Tag Archives: Wealth

Matthew 6: 19-34 Wealth, Anxiety and Righteousness

Evelyn De Morgan, The Worship of Mammon (1909)

Matthew 6: 19-34

Parallel Luke 12: 33-34, Luke 11: 34-36, Luke 16: 13, Luke 12: 22-32

19 “Do not store up for yourselves treasures on earth, where moth and rust consume and where thieves break in and steal; 20 but store up for yourselves treasures in heaven, where neither moth nor rust consumes and where thieves do not break in and steal. 21 For where your treasure is, there your heart will be also.
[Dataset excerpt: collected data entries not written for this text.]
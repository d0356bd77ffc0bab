//! Logging configuration.
//!
//! Sources, lowest to highest precedence:
//! - Built-in defaults
//! - Environment variables (`STAGEFIT_LOG`, `RUST_LOG`, `STAGEFIT_LOG_FORMAT`)
//! - CLI flags (`-v`, `-q`, `--log-format`)

use serde::{Deserialize, Serialize};

/// Log output format.
#[derive(Debug, Clone, Copy, PartialEq, Eq, Default, Serialize, Deserialize, clap::ValueEnum)]
#[serde(rename_all = "lowercase")]
pub enum LogFormat {
    /// Human-readable console format (default).
    #[default]
    Human,
    /// Machine-parseable JSON lines.
    Jsonl,
}

impl std::str::FromStr for LogFormat {
    type Err = String;

    fn from_str(s: &str) -> Result<Self, Self::Err> {
        match s.to_lowercase().as_str() {
            "human" | "console" | "pretty" => Ok(LogFormat::Human),
            "jsonl" | "json" => Ok(LogFormat::Jsonl),
            _ => Err(format!("unknown log format: {}", s)),
        }
    }
}

impl std::fmt::Display for LogFormat {
    fn fmt(&self, f: &mut std::fmt::Formatter<'_>) -> std::fmt::Result {
        match self {
            LogFormat::Human => write!(f, "human"),
            LogFormat::Jsonl => write!(f, "jsonl"),
        }
    }
}

/// Log level filter.
#[derive(Debug, Clone, Copy, PartialEq, Eq, PartialOrd, Ord, Default, Serialize, Deserialize)]
#[serde(rename_all = "lowercase")]
pub enum LogLevel {
    Trace,
    Debug,
    /// Per-age and per-alpha progress (default).
    #[default]
    Info,
    Warn,
    Error,
    Off,
}

impl LogLevel {
    /// Level for `-v` repetitions, or `Error` when quiet.
    pub fn from_verbosity(verbose: u8, quiet: bool) -> Self {
        if quiet {
            return LogLevel::Error;
        }
        match verbose {
            0 => LogLevel::Info,
            1 => LogLevel::Debug,
            _ => LogLevel::Trace,
        }
    }
}

impl std::str::FromStr for LogLevel {
    type Err = String;

    fn from_str(s: &str) -> Result<Self, Self::Err> {
        match s.to_lowercase().as_str() {
            "trace" => Ok(LogLevel::Trace),
            "debug" => Ok(LogLevel::Debug),
            "info" => Ok(LogLevel::Info),
            "warn" | "warning" => Ok(LogLevel::Warn),
            "error" => Ok(LogLevel::Error),
            "off" | "none" | "quiet" => Ok(LogLevel::Off),
            _ => Err(format!("unknown log level: {}", s)),
        }
    }
}

impl std::fmt::Display for LogLevel {
    fn fmt(&self, f: &mut std::fmt::Formatter<'_>) -> std::fmt::Result {
        let s = match self {
            LogLevel::Trace => "trace",
            LogLevel::Debug => "debug",
            LogLevel::Info => "info",
            LogLevel::Warn => "warn",
            LogLevel::Error => "error",
            LogLevel::Off => "off",
        };
        f.write_str(s)
    }
}

/// Logging configuration.
#[derive(Debug, Clone, PartialEq, Eq)]
pub struct LogConfig {
    pub format: LogFormat,
    pub level: LogLevel,
    /// Include timestamps in human output.
    pub timestamps: bool,
}

impl Default for LogConfig {
    fn default() -> Self {
        LogConfig {
            format: LogFormat::Human,
            level: LogLevel::Info,
            timestamps: true,
        }
    }
}

impl LogConfig {
    /// Resolve from the process environment, then apply CLI overrides.
    pub fn from_env(cli_level: Option<LogLevel>, cli_format: Option<LogFormat>) -> Self {
        Self::resolve(|key| std::env::var(key).ok(), cli_level, cli_format)
    }

    /// Resolve with an explicit variable lookup.
    ///
    /// `STAGEFIT_LOG` takes precedence over `RUST_LOG`; only a bare level is
    /// understood from either.
    pub fn resolve<F>(lookup: F, cli_level: Option<LogLevel>, cli_format: Option<LogFormat>) -> Self
    where
        F: Fn(&str) -> Option<String>,
    {
        let mut config = LogConfig::default();

        let env_level = lookup("STAGEFIT_LOG")
            .and_then(|v| v.parse::<LogLevel>().ok())
            .or_else(|| lookup("RUST_LOG").and_then(|v| v.parse::<LogLevel>().ok()));
        if let Some(level) = env_level {
            config.level = level;
        }
        if let Some(format) = lookup("STAGEFIT_LOG_FORMAT").and_then(|v| v.parse().ok()) {
            config.format = format;
        }

        if let Some(level) = cli_level {
            config.level = level;
        }
        if let Some(format) = cli_format {
            config.format = format;
        }
        config
    }

    pub fn with_format(mut self, format: LogFormat) -> Self {
        self.format = format;
        self
    }

    pub fn with_level(mut self, level: LogLevel) -> Self {
        self.level = level;
        self
    }

    pub fn with_timestamps(mut self, enabled: bool) -> Self {
        self.timestamps = enabled;
        self
    }
}

#[cfg(test)]
mod tests {
    use super::*;
    use std::collections::HashMap;

    fn env(pairs: &[(&str, &str)]) -> impl Fn(&str) -> Option<String> {
        let map: HashMap<String, String> = pairs
            .iter()
            .map(|(k, v)| (k.to_string(), v.to_string()))
            .collect();
        move |key| map.get(key).cloned()
    }

    #[test]
    fn test_log_format_parse() {
        assert_eq!("human".parse::<LogFormat>().unwrap(), LogFormat::Human);
        assert_eq!("jsonl".parse::<LogFormat>().unwrap(), LogFormat::Jsonl);
        assert_eq!("json".parse::<LogFormat>().unwrap(), LogFormat::Jsonl);
        assert!("xml".parse::<LogFormat>().is_err());
    }

    #[test]
    fn test_log_level_parse() {
        assert_eq!("warning".parse::<LogLevel>().unwrap(), LogLevel::Warn);
        assert_eq!("quiet".parse::<LogLevel>().unwrap(), LogLevel::Off);
        assert_eq!("DEBUG".parse::<LogLevel>().unwrap(), LogLevel::Debug);
    }

    #[test]
    fn test_verbosity_mapping() {
        assert_eq!(LogLevel::from_verbosity(0, false), LogLevel::Info);
        assert_eq!(LogLevel::from_verbosity(1, false), LogLevel::Debug);
        assert_eq!(LogLevel::from_verbosity(3, false), LogLevel::Trace);
        assert_eq!(LogLevel::from_verbosity(2, true), LogLevel::Error);
    }

    #[test]
    fn test_env_precedence() {
        let cfg = LogConfig::resolve(env(&[("STAGEFIT_LOG", "debug"), ("RUST_LOG", "trace")]), None, None);
        assert_eq!(cfg.level, LogLevel::Debug);

        let cfg = LogConfig::resolve(env(&[("RUST_LOG", "warn")]), None, None);
        assert_eq!(cfg.level, LogLevel::Warn);

        let cfg = LogConfig::resolve(
            env(&[("STAGEFIT_LOG", "debug"), ("STAGEFIT_LOG_FORMAT", "jsonl")]),
            Some(LogLevel::Error),
            None,
        );
        assert_eq!(cfg.level, LogLevel::Error);
        assert_eq!(cfg.format, LogFormat::Jsonl);
    }

    #[test]
    fn test_log_config_builder() {
        let config = LogConfig::default()
            .with_format(LogFormat::Jsonl)
            .with_level(LogLevel::Debug)
            .with_timestamps(false);
        assert_eq!(config.format, LogFormat::Jsonl);
        assert_eq!(config.level, LogLevel::Debug);
        assert!(!config.timestamps);
    }
}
22 “The eye is the lamp of the body. So, if your eye is healthy, your whole body will be full of light; 23 but if your eye is unhealthy, your whole body will be full of darkness. If then the light in you is darkness, how great is the darkness!

24 “No one can serve two masters; for a slave will either hate the one and love the other, or be devoted to the one and despise the other. You cannot serve God and wealth.

25 “Therefore I tell you, do not worry about your life, what you will eat or what you will drink, or about your body, what you will wear. Is not life more than food, and the body more than clothing? 26 Look at the birds of the air; they neither sow nor reap nor gather into barns, and yet your heavenly Father feeds them. Are you not of more value than they? 27 And can any of you by worrying add a single hour to your span of life? 28 And why do you worry about clothing? Consider the lilies of the field, how they grow; they neither toil nor spin, 29 yet I tell you, even Solomon in all his glory was not clothed like one of these. 30 But if God so clothes the grass of the field, which is alive today and tomorrow is thrown into the oven, will he not much more clothe you — you of little faith? 31 Therefore do not worry, saying, ‘What will we eat?’ or ‘What will we drink?’ or ‘What will we wear?’ 32 For it is the Gentiles who strive for all these things; and indeed your heavenly Father knows that you need all these things. 33 But strive first for the kingdom of God and his righteousness, and all these things will be given to you as well.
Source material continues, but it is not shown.